6. Quanto ao lapso temporal de 02 anos para a aquisição de veículo automotor com isenção do IPI, vislumbra-se que a hipótese dos autos comporta distinções.

7. No caso concreto, que o veículo adquirido no ano de 2019 sofreu perda total em acidente de trânsito, evento este inesperado e alheio à vontade do impetrante. Tem-se, nesse cenário, que o impetrante não está buscando novo benefício fiscal para vender o carro comprado em 2019 com valores economicamente proveitosos, para adquirir veículo automotor zero com benefícios fiscais, por mera liberalidade, inexistindo, portanto, violação aos fins da legislação aplicável à espécie.

8. O juízo a quo demonstrou, com propriedade, que a limitação temporal (2 anos) para nova isenção na compra de automóvel não se aplica nos casos em que o contribuinte comprova que o veículo anteriormente adquirido sofreu acidente com perda total e houve o recolhimento do imposto em tela, a posteriori, quando do recebimento da indenização pela seguradora.

9. A restrição incerta na Lei nº 8.989/95 busca, em verdade, evitar possíveis abusos e desvios de finalidade do desconto fiscal conferido (interpretação teleológica da norma), o que, de certo, não se verifica no caso.

10. Verifica-se no presente caso a necessidade do impetrante/apelado em se valer da referida benesse, antes de escoado o prazo bienal, por não se mostrar razoável ou proporcional que este seja penalizado por algo que não deu causa, ou seja, fato alheio à sua vontade, já que houve perda total do seu veículo em razão de sinistro. Precedentes. Precedente. TRF5. PROCESSO: 08043553820214058300, REMESSA NECESSÁRIA CÍVEL, DESEMBARGADOR FEDERAL ANDRÉ CARVALHO MONTEIRO (CONVOCADO), 2ª TURMA, JULGAMENTO: 14/09/2021. 11. Apelação e remessa necessária improvidas."(destaquei) [2]

Tenho assim por configurada, pois, a relevância do fundamento.

Quanto ao perigo da demora, reputo caracterizado, haja vista a necessidade de utilização do bem pelo Impetrante.

3. Dispositivo

Posto isso:

3.1 - defiro o pedido de medida liminar e determino que a DD Autoridade apontada como coatora tome todas as providências necessárias que assegurem a emissão de autorização para o Impetrante adquirir veículo com isenção do IPIl, para uso como táxi;

3.2 - Notifique-se a DD. Autoridade Coatora para apresentação de informações (art. 7º,I, da Lei nº 12.016, de 2009), bem como para CUMPRIR a medida liminar supra, sob as penas ali estabelecidas; 

3.3 - Dê-se ciência desdt writ ao órgão de representação judicial da UNIÃO - FAZENDA NACIONAL, qual seja, a Procuradoria Geral da Fazenda  Nacional em  Recife-PE, para os fins do inciso II do art. 7º da Lei nº 12.016, de 2009.

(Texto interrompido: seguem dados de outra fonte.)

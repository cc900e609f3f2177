//! Type-safe price representation using decimal arithmetic.
//!
//! The storefront sells in a single currency (INR), so `Price` carries no
//! currency code; it guards non-negativity and keeps all arithmetic in
//! `rust_decimal` so totals never touch floating point.

use core::fmt;

use rust_decimal::Decimal;
use serde::{Deserialize, Serialize};

/// Errors that can occur when constructing a [`Price`].
#[derive(thiserror::Error, Debug, Clone)]
pub enum PriceError {
    /// The amount is negative.
    #[error("price cannot be negative")]
    Negative,
}

/// A non-negative amount of money in INR.
#[derive(
    Debug, Clone, Copy, PartialEq, Eq, PartialOrd, Ord, Hash, Serialize, Deserialize, Default,
)]
#[serde(transparent)]
pub struct Price(Decimal);

impl Price {
    /// The zero price.
    pub const ZERO: Self = Self(Decimal::ZERO);

    /// Create a new price.
    ///
    /// # Errors
    ///
    /// Returns [`PriceError::Negative`] if the amount is below zero.
    pub fn new(amount: Decimal) -> Result<Self, PriceError> {
        if amount.is_sign_negative() && !amount.is_zero() {
            return Err(PriceError::Negative);
        }
        Ok(Self(amount))
    }

    /// Create a price from whole rupees (convenience for tests and seeds).
    ///
    /// # Errors
    ///
    /// Returns [`PriceError::Negative`] if the amount is below zero.
    pub fn from_rupees(rupees: i64) -> Result<Self, PriceError> {
        Self::new(Decimal::from(rupees))
    }

    /// Get the underlying decimal amount.
    #[must_use]
    pub const fn amount(&self) -> Decimal {
        self.0
    }

    /// Multiply by a quantity (line total), saturating on overflow.
    ///
    /// Saturation keeps totals well-defined for absurd quantities; both
    /// operands are non-negative, so the result stays non-negative.
    #[must_use]
    pub fn saturating_mul(&self, quantity: u32) -> Self {
        Self(self.0.saturating_mul(Decimal::from(quantity)))
    }

    /// Add another price (running totals), saturating on overflow.
    #[must_use]
    pub fn saturating_add(&self, other: Self) -> Self {
        Self(self.0.saturating_add(other.0))
    }
}

impl fmt::Display for Price {
    fn fmt(&self, f: &mut fmt::Formatter<'_>) -> fmt::Result {
        write!(f, "₹{:.2}", self.0)
    }
}

// SQLx support (with postgres feature): stored as NUMERIC
#[cfg(feature = "postgres")]
impl sqlx::Type<sqlx::Postgres> for Price {
    fn type_info() -> sqlx::postgres::PgTypeInfo {
        <Decimal as sqlx::Type<sqlx::Postgres>>::type_info()
    }

    fn compatible(ty: &sqlx::postgres::PgTypeInfo) -> bool {
        <Decimal as sqlx::Type<sqlx::Postgres>>::compatible(ty)
    }
}

#[cfg(feature = "postgres")]
impl<'r> sqlx::Decode<'r, sqlx::Postgres> for Price {
    fn decode(value: sqlx::postgres::PgValueRef<'r>) -> Result<Self, sqlx::error::BoxDynError> {
        let amount = <Decimal as sqlx::Decode<sqlx::Postgres>>::decode(value)?;
        // Database values are constrained non-negative by migration CHECKs
        Ok(Self(amount))
    }
}

#[cfg(feature = "postgres")]
impl sqlx::Encode<'_, sqlx::Postgres> for Price {
    fn encode_by_ref(
        &self,
        buf: &mut sqlx::postgres::PgArgumentBuffer,
    ) -> Result<sqlx::encode::IsNull, sqlx::error::BoxDynError> {
        <Decimal as sqlx::Encode<sqlx::Postgres>>::encode_by_ref(&self.0, buf)
    }
}

#[cfg(test)]
#[allow(clippy::unwrap_used)]
mod tests {
    use super::*;
    use rust_decimal::prelude::FromStr;

    #[test]
    fn test_new_rejects_negative() {
        let amount = Decimal::from_str("-1.00").unwrap();
        assert!(matches!(Price::new(amount), Err(PriceError::Negative)));
    }

    #[test]
    fn test_new_accepts_zero() {
        assert_eq!(Price::new(Decimal::ZERO).unwrap(), Price::ZERO);
    }

    #[test]
    fn test_saturating_mul() {
        let price = Price::new(Decimal::from_str("149.50").unwrap()).unwrap();
        let line = price.saturating_mul(3);
        assert_eq!(line.amount(), Decimal::from_str("448.50").unwrap());
    }

    #[test]
    fn test_saturating_add() {
        let a = Price::from_rupees(100).unwrap();
        let b = Price::new(Decimal::from_str("49.99").unwrap()).unwrap();
        assert_eq!(
            a.saturating_add(b).amount(),
            Decimal::from_str("149.99").unwrap()
        );
    }

    #[test]
    fn test_saturation_stays_non_negative() {
        let max = Price::new(Decimal::MAX).unwrap();
        assert_eq!(max.saturating_mul(u32::MAX).amount(), Decimal::MAX);
        assert_eq!(max.saturating_add(max).amount(), Decimal::MAX);
    }

    #[test]
    fn test_display_rupee_format() {
        let price = Price::new(Decimal::from_str("249.5").unwrap()).unwrap();
        assert_eq!(price.to_string(), "₹249.50");
    }

    #[test]
    fn test_serde_as_string() {
        // serde-with-str keeps decimals exact over the wire
        let price = Price::new(Decimal::from_str("199.99").unwrap()).unwrap();
        let json = serde_json::to_string(&price).unwrap();
        assert_eq!(json, "\"199.99\"");

        let back: Price = serde_json::from_str(&json).unwrap();
        assert_eq!(back, price);
    }
}
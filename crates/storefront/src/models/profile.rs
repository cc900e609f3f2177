//! Customer profile domain type.

use serde::{Deserialize, Serialize};

use posie_core::UserId;

/// A customer's saved contact details.
///
/// Upserted best-effort after a successful checkout and used to prefill the
/// next checkout form. Fields are plain optional strings: this is display
/// prefill data, and validation happens at submission, not here.
#[derive(Debug, Clone, Serialize, Deserialize)]
pub struct CustomerProfile {
    /// Profile ID (= user ID).
    pub user_id: UserId,
    pub full_name: Option<String>,
    pub phone: Option<String>,
    pub email: Option<String>,
    pub address: Option<String>,
}

impl CustomerProfile {
    /// An empty profile for a user who has never checked out.
    #[must_use]
    pub const fn empty(user_id: UserId) -> Self {
        Self {
            user_id,
            full_name: None,
            phone: None,
            email: None,
            address: None,
        }
    }
}
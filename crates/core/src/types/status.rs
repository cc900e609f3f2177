//! Status enums for orders.
//!
//! Statuses are stored as TEXT in the database and parsed back through
//! `FromStr`; a row with an unknown status is treated as data corruption by
//! the repositories rather than silently defaulted.

use serde::{Deserialize, Serialize};

/// Order fulfillment status.
///
/// Created as `Pending`; moves to `Confirmed` only via payment confirmation,
/// then onward through the fulfillment pipeline.
#[derive(Debug, Clone, Copy, PartialEq, Eq, Hash, Serialize, Deserialize, Default)]
#[serde(rename_all = "snake_case")]
pub enum OrderStatus {
    #[default]
    Pending,
    Confirmed,
    Shipped,
    Delivered,
    Cancelled,
}

impl std::fmt::Display for OrderStatus {
    fn fmt(&self, f: &mut std::fmt::Formatter<'_>) -> std::fmt::Result {
        match self {
            Self::Pending => write!(f, "pending"),
            Self::Confirmed => write!(f, "confirmed"),
            Self::Shipped => write!(f, "shipped"),
            Self::Delivered => write!(f, "delivered"),
            Self::Cancelled => write!(f, "cancelled"),
        }
    }
}

impl std::str::FromStr for OrderStatus {
    type Err = String;

    fn from_str(s: &str) -> Result<Self, Self::Err> {
        match s {
            "pending" => Ok(Self::Pending),
            "confirmed" => Ok(Self::Confirmed),
            "shipped" => Ok(Self::Shipped),
            "delivered" => Ok(Self::Delivered),
            "cancelled" => Ok(Self::Cancelled),
            _ => Err(format!("invalid order status: {s}")),
        }
    }
}

/// Order payment status.
///
/// Transitions `Pending` -> `Completed` exactly once, together with the
/// order status moving to `Confirmed`; the two never change independently.
#[derive(Debug, Clone, Copy, PartialEq, Eq, Hash, Serialize, Deserialize, Default)]
#[serde(rename_all = "snake_case")]
pub enum PaymentStatus {
    #[default]
    Pending,
    Completed,
}

impl std::fmt::Display for PaymentStatus {
    fn fmt(&self, f: &mut std::fmt::Formatter<'_>) -> std::fmt::Result {
        match self {
            Self::Pending => write!(f, "pending"),
            Self::Completed => write!(f, "completed"),
        }
    }
}

impl std::str::FromStr for PaymentStatus {
    type Err = String;

    fn from_str(s: &str) -> Result<Self, Self::Err> {
        match s {
            "pending" => Ok(Self::Pending),
            "completed" => Ok(Self::Completed),
            _ => Err(format!("invalid payment status: {s}")),
        }
    }
}

#[cfg(test)]
#[allow(clippy::unwrap_used)]
mod tests {
    use super::*;

    #[test]
    fn test_order_status_roundtrip() {
        for status in [
            OrderStatus::Pending,
            OrderStatus::Confirmed,
            OrderStatus::Shipped,
            OrderStatus::Delivered,
            OrderStatus::Cancelled,
        ] {
            let parsed: OrderStatus = status.to_string().parse().unwrap();
            assert_eq!(parsed, status);
        }
    }

    #[test]
    fn test_payment_status_roundtrip() {
        for status in [PaymentStatus::Pending, PaymentStatus::Completed] {
            let parsed: PaymentStatus = status.to_string().parse().unwrap();
            assert_eq!(parsed, status);
        }
    }

    #[test]
    fn test_unknown_status_rejected() {
        assert!("refunded".parse::<OrderStatus>().is_err());
        assert!("failed".parse::<PaymentStatus>().is_err());
    }

    #[test]
    fn test_defaults_are_pending() {
        assert_eq!(OrderStatus::default(), OrderStatus::Pending);
        assert_eq!(PaymentStatus::default(), PaymentStatus::Pending);
    }

    #[test]
    fn test_serde_snake_case() {
        let json = serde_json::to_string(&OrderStatus::Confirmed).unwrap();
        assert_eq!(json, "\"confirmed\"");
        let json = serde_json::to_string(&PaymentStatus::Completed).unwrap();
        assert_eq!(json, "\"completed\"");
    }
}
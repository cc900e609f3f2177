//! Checkout route handlers.

use axum::{Json, extract::State, http::StatusCode};
use serde::Serialize;
use tower_sessions::Session;
use tracing::instrument;

use crate::cart::{Cart, load_cart, save_cart};
use crate::db::ProfileRepository;
use crate::error::Result;
use crate::middleware::RequireAuth;
use crate::models::{CustomerProfile, Order};
use crate::services::{CheckoutForm, CheckoutService};
use crate::state::AppState;

/// Order summary returned after a successful checkout or payment.
#[derive(Debug, Clone, Serialize)]
pub struct OrderSummary {
    #[serde(flatten)]
    pub order: Order,
    /// Short human-facing reference shown on the confirmation screen.
    pub reference: String,
}

impl From<Order> for OrderSummary {
    fn from(order: Order) -> Self {
        let reference = order.reference();
        Self { order, reference }
    }
}

/// `POST /checkout` - Submit the delivery form against the current cart.
///
/// On success the cart is cleared and the created order is returned with
/// 201; the client proceeds to payment. On any error the cart is untouched.
#[instrument(skip_all, fields(user_id = %user.id))]
pub async fn submit(
    State(state): State<AppState>,
    RequireAuth(user): RequireAuth,
    session: Session,
    Json(form): Json<CheckoutForm>,
) -> Result<(StatusCode, Json<OrderSummary>)> {
    let cart = load_cart(&session).await;

    let order = CheckoutService::new(state.pool())
        .submit(&form, &cart, user.id)
        .await?;

    save_cart(&session, &Cart::new()).await?;

    Ok((StatusCode::CREATED, Json(OrderSummary::from(order))))
}

/// `GET /checkout/prefill` - Saved delivery details for form prefill.
///
/// Returns the user's profile from their last checkout, or an empty profile
/// if they have never checked out.
#[instrument(skip_all, fields(user_id = %user.id))]
pub async fn prefill(
    State(state): State<AppState>,
    RequireAuth(user): RequireAuth,
) -> Result<Json<CustomerProfile>> {
    let profile = ProfileRepository::new(state.pool())
        .get(user.id)
        .await?
        .unwrap_or_else(|| CustomerProfile::empty(user.id));

    Ok(Json(profile))
}
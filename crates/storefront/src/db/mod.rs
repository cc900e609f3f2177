//! Database operations for storefront `PostgreSQL`.
//!
//! # Tables
//!
//! - `products` - Catalog (managed externally, read-only here)
//! - `orders` - Committed purchases
//! - `order_items` - Order lines
//! - `profiles` - Customer contact details (prefill + best-effort upsert)
//! - `sessions` - Tower-sessions storage (carts + auth identity)
//!
//! Queries are plain runtime queries mapped through `FromRow` row structs,
//! then converted into domain models; a row that fails conversion surfaces
//! as [`RepositoryError::DataCorruption`].
//!
//! # Migrations
//!
//! Migrations are stored in `crates/storefront/migrations/` and run with
//! `sqlx migrate run` against the storefront database.

use std::time::Duration;

use secrecy::ExposeSecret;
use sqlx::PgPool;
use sqlx::postgres::PgPoolOptions;
use thiserror::Error;

pub mod orders;
pub mod products;
pub mod profiles;

pub use orders::OrderRepository;
pub use products::ProductRepository;
pub use profiles::ProfileRepository;

/// Errors from repository operations.
#[derive(Debug, Error)]
pub enum RepositoryError {
    /// Database error from sqlx.
    #[error("database error: {0}")]
    Database(#[from] sqlx::Error),

    /// Data in the database is corrupted or invalid.
    #[error("data corruption: {0}")]
    DataCorruption(String),
}

/// Create a `PostgreSQL` connection pool with sensible defaults.
///
/// # Arguments
///
/// * `database_url` - `PostgreSQL` connection string (wrapped in `SecretString`)
///
/// # Errors
///
/// Returns `sqlx::Error` if the connection cannot be established.
pub async fn create_pool(database_url: &secrecy::SecretString) -> Result<PgPool, sqlx::Error> {
    PgPoolOptions::new()
        .max_connections(10)
        .min_connections(2)
        .acquire_timeout(Duration::from_secs(10))
        .connect(database_url.expose_secret())
        .await
}
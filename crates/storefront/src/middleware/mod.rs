//! HTTP middleware stack for the storefront.
//!
//! # Middleware Order (bottom to top in Router)
//!
//! 1. Sentry layer (capture errors)
//! 2. `TraceLayer` (request tracing)
//! 3. Session layer (tower-sessions with `PostgreSQL` store)

pub mod auth;
pub mod session;

pub use auth::RequireAuth;
pub use session::create_session_layer;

3.6 -  Após, abra-se vista ao Ministério Público Federal para o r. parecer (art. 12 da Lei nº 12.016/2009).

3.4 - Sucessivamente, voltem-me os autos conclusos para julgamento.

Recife, 25.01.2025.

Francisco Alves dos Santos Júnior

Juiz Federal, 2ª Vara/PE

(lsc)

________________________________

[1] BRASIL. Superior Tribunal de Justiça. REsp 1310565/PB, Rel. Ministro HERMAN BENJAMIN, SEGUNDA TURMA, julgado em 21/08/2012, DJe 03/09/2012.

Disponível em STJ - Jurisprudência do STJ. Acesso em 25/01/2022.

[2] BRASIL. Tribunal Regional Federal da 5ª Região. PROCESSO: 08158741020214058300, APELAÇÃO / REMESSA NECESSÁRIA, DESEMBARGADOR FEDERAL LEONARDO HENRIQUE DE CAVALCANTE CARVALHO, 2ª TURMA, JULGAMENTO: 23/11/2021.

Disponível em Julia | Pesquisa Inteligente (trf5.jus.br). Acesso em 25/01/2022.